Oi! A pessoa para quem eu escrevo essa carta já me conhece e talvez não seja uma ideia muito inteligente me identificar caso no fim não seja ela quem encontre. Mas de todo jeito, este sou eu, Kim Jongin. Um garoto humilde da parte mais pobre de Incheon. Não tenho uma vida que valha ser contada em um filme, embora goste bastante deles. Moro com minha mãe e minha irmãzinha, não tenho um cachorro, - por mais que tenha passado muito tempo implorando por um - li pela primeira vez um livro do Stephen King aos seis anos de idade, Life On Mars é minha canção preferida, tteokbokki é a comida de rua que eu mais gosto e de acordo com minha mãe, sou um encrenqueiro nato.

Eu não sei de muita coisa, nem mesmo consigo dizer se gosto dessa definição. Mas se soubesse, poderia estar aqui falando - escrevendo - com propriedade que acho esta vai ser só mais uma das quais vou me meter. Mas aí provavelmente estaria mentindo, e não que eu não esteja acostumado à fazê-lo, - muito pelo contrário - mas hoje de manhã quando acordei, enquanto fazia meu cérebro entrar em funcionamento ao tomar uma tijela de cereais com níveis de açúcar elevados, decidi que queria tentar ser honesto, pelo menos uma vez.

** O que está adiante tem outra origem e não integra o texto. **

use serde::{Deserialize, Serialize};

/// Push-up reference captured in the starting plank
#[derive(Debug, Clone, Copy, PartialEq, Serialize, Deserialize)]
pub struct PushupBaseline {
    pub shoulder_y: f32,
    pub hip_y: f32,
    /// Floor line: the lower of the mid-wrist and mid-ankle heights
    pub floor_y: f32,
}

/// Sit-up reference captured lying down
#[derive(Debug, Clone, Copy, PartialEq, Serialize, Deserialize)]
pub struct SitupBaseline {
    pub shoulder_y: f32,
    pub hip_y: f32,
    /// Shoulder-hip-knee angle while lying flat
    pub trunk_angle: f32,
}

/// Pull-up reference captured in the dead hang
#[derive(Debug, Clone, Copy, PartialEq, Serialize, Deserialize)]
pub struct PullupBaseline {
    /// Bar height, taken as the mean wrist height
    pub bar_y: f32,
    pub left_wrist_x: f32,
    pub right_wrist_x: f32,
    pub hip_x: f32,
    pub knee_angle: f32,
    pub shoulder_width: f32,
}

/// Immutable per-session reference values; recalibrating replaces the whole value
#[derive(Debug, Clone, Copy, PartialEq, Serialize, Deserialize)]
#[serde(tag = "exercise", rename_all = "snake_case")]
pub enum CalibrationBaseline {
    Pushup(PushupBaseline),
    Situp(SitupBaseline),
    Pullup(PullupBaseline),
}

Bom, estou nervoso. Talvez com medo, não sei. Os dois? Não tenho certeza em qual das duas coisas explica melhor o motivo de minhas mãos estarem tremendo tanto.

Decidi agora que vou fingir que você é meu terapeuta, então, posso começar com uma dúvida? Bem... Supondo que às vezes, quando estou sozinho, me venha aquela cena.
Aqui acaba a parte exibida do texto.